E é neste momento verdadeiramente experiencial, no qual cada pessoa na empresa tende a querer sentir-se como única e especial, assumem especial relevância as boas práticas que potenciam estas dimensões experienciais, mas também os processos e modelos mais “à medida” de chegar, envolver e apaixonar, cada uma das nossas pessoas nas empresas. A comunicação emocional, modelos de liderança de envolvimento e “mão na massa” e ferramentas cada vez mais ágeis, flexíveis, digitais e que permitam ações ao momento, fazem cada vez mais a diferença enquanto boas práticas de captação e de atração permanente ou continuada dos talentos nas empresas.

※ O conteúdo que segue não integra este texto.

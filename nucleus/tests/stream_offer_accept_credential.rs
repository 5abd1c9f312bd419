//! End-to-end scenario 2 (spec §8): an `Offer`/`Accept` pair whose ancillary
//! chains carry a credential blob across to the newly created child stream.

use nucleus::error::Error;
use nucleus::ipc::stream::{LaneHandle, Outcome, Stream, StreamNode};

use std::sync::{Arc, Mutex};

type Captured = Arc<Mutex<Option<Result<Outcome, Error>>>>;

fn capture() -> (Box<dyn FnOnce(Result<Outcome, Error>) + Send>, Captured) {
    let slot = Arc::new(Mutex::new(None));
    let slot2 = slot.clone();
    (Box::new(move |r| *slot2.lock().unwrap() = Some(r)), slot)
}

#[test]
fn offer_accept_with_imbued_credential_reaches_the_extracting_side() {
    let parent = Stream::new();

    let (offer_done, offer_slot) = capture();
    let (imbue_done, imbue_slot) = capture();
    parent.submit(
        0,
        StreamNode::offer(offer_done).with_ancillary(vec![StreamNode::imbue_creds(vec![0xAA], imbue_done)]),
    );

    let (accept_done, accept_slot) = capture();
    let (extract_done, extract_slot) = capture();
    parent.submit(
        1,
        StreamNode::accept(accept_done).with_ancillary(vec![StreamNode::extract_creds(extract_done)]),
    );

    let offer_lane = match offer_slot.lock().unwrap().take() {
        Some(Ok(Outcome::NewLane(lane))) => lane,
        other => panic!("expected a new lane from the offer side, got {:?}", debug_tag(&other)),
    };
    let accept_lane = match accept_slot.lock().unwrap().take() {
        Some(Ok(Outcome::NewLane(lane))) => lane,
        other => panic!("expected a new lane from the accept side, got {:?}", debug_tag(&other)),
    };
    // Two independent handles to two ends of the same freshly created stream.
    let _keep_alive: (LaneHandle, LaneHandle) = (offer_lane, accept_lane);

    assert!(matches!(imbue_slot.lock().unwrap().take(), Some(Ok(Outcome::Done))));

    match extract_slot.lock().unwrap().take() {
        Some(Ok(Outcome::Credentials(blob))) => assert_eq!(blob, vec![0xAA]),
        other => panic!("expected the credential blob, got {:?}", debug_tag(&other)),
    }
}

fn debug_tag(outcome: &Option<Result<Outcome, Error>>) -> &'static str {
    match outcome {
        None => "none",
        Some(Ok(Outcome::NewLane(_))) => "NewLane",
        Some(Ok(Outcome::Credentials(_))) => "Credentials",
        Some(Ok(Outcome::Buffer(_))) => "Buffer",
        Some(Ok(Outcome::BytesCopied(_))) => "BytesCopied",
        Some(Ok(Outcome::Descriptor(_))) => "Descriptor",
        Some(Ok(Outcome::Done)) => "Done",
        Some(Err(_)) => "Err",
    }
}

Se há uma verdade que acabámos por obter nestes últimos tempos é que…não há mais verdades absolutas! Ninguém – líderes ou liderados – sabe exatamente como pode ganhar o tal jogo. Por isso, é hora de testar, tentar, errar, mas sobretudo, partilhar os sucessos e os insucessos numa lógica de aprendizagem e construção de conhecimento interno.
Se há uma verdade que acabámos por obter nestes últimos tempos é que… não há mais verdades absolutas! Por isso, é hora de testar, tentar, errar, mas sobretudo, partilhar os sucessos e os insucessos numa lógica de aprendizagem e construção de conhecimento interno
Para as outras empresas e equipas, a partilha das nossas boas práticas tem tudo a ver com aquela essencial “competência do presente” que nos conduzirá ao futuro das empresas – a generosidade!
Quando se partilham boas práticas não se faz apenas marketing individual das ações unilateralmente, nem devemos entender como algo do tipo “lá estão estes a querer dar nas vistas”, mas generosamente ajudamos os outros a crescer e a desenvolver-se através das partilhas que fazemos e, quase sempre, generosamente recebemos sempre algo igualmente importante em troca.
Boas práticas e boas partilhas é o desejo da APG – Associação Portuguesa de Gestão das Pessoas!
*Já perceberam que eu fujo sempre da palavra “retenção”, certo? Tenho para mim, como venho referindo noutros momentos, que as pessoas não gostam de ser “retidas”. Permitam-me a analogia aos relacionamentos pessoais: alguém numa relação permanecerá feliz se souber que a outra pessoa tem “na manga” uma estratégia para a reter? Se num relacionamento pessoal não faz sentido falar em retenção, porque no relacionamento entre empresa e colaborador insistimos em falar em reter ou em retenção? Uma vez mais, como nos relacionamentos pessoais, cada um de nós inicia uma relação porque se sente atraído por outra pessoa e manter-se-á nessa relação se ambas as pessoas envolvidas “trabalharem” para se continuarem a atrair mutuamente. Cada um de nós quer continuar a ser atraente e quer continuar a ser atraído/a pela outra pessoa! E esse relacionamento vai durar enquanto a “experiência pessoal” de cada uma das pessoas envolvidas estiver em níveis extraordinários… ou, pelo menos, positivos. Deve ser assim nas empresas! Estamos a falar de uma ATRAÇÃO PERMANENTE ou continuada, com foco em proporcionar excelentes experiências aos nossos colaboradores para que estes mantenham os níveis de envolvimento em alta e que sintam a necessidade de continuarem a investir para continuarem a ser atraentes e atraídos pelas suas empresas e pelas suas lideranças.
Artigo publicado no suplemento especial “Melhores Práticas em RH” que acompanhou a edição n.º 140 da RHmagazine, referente aos meses de maio/junho de 2022.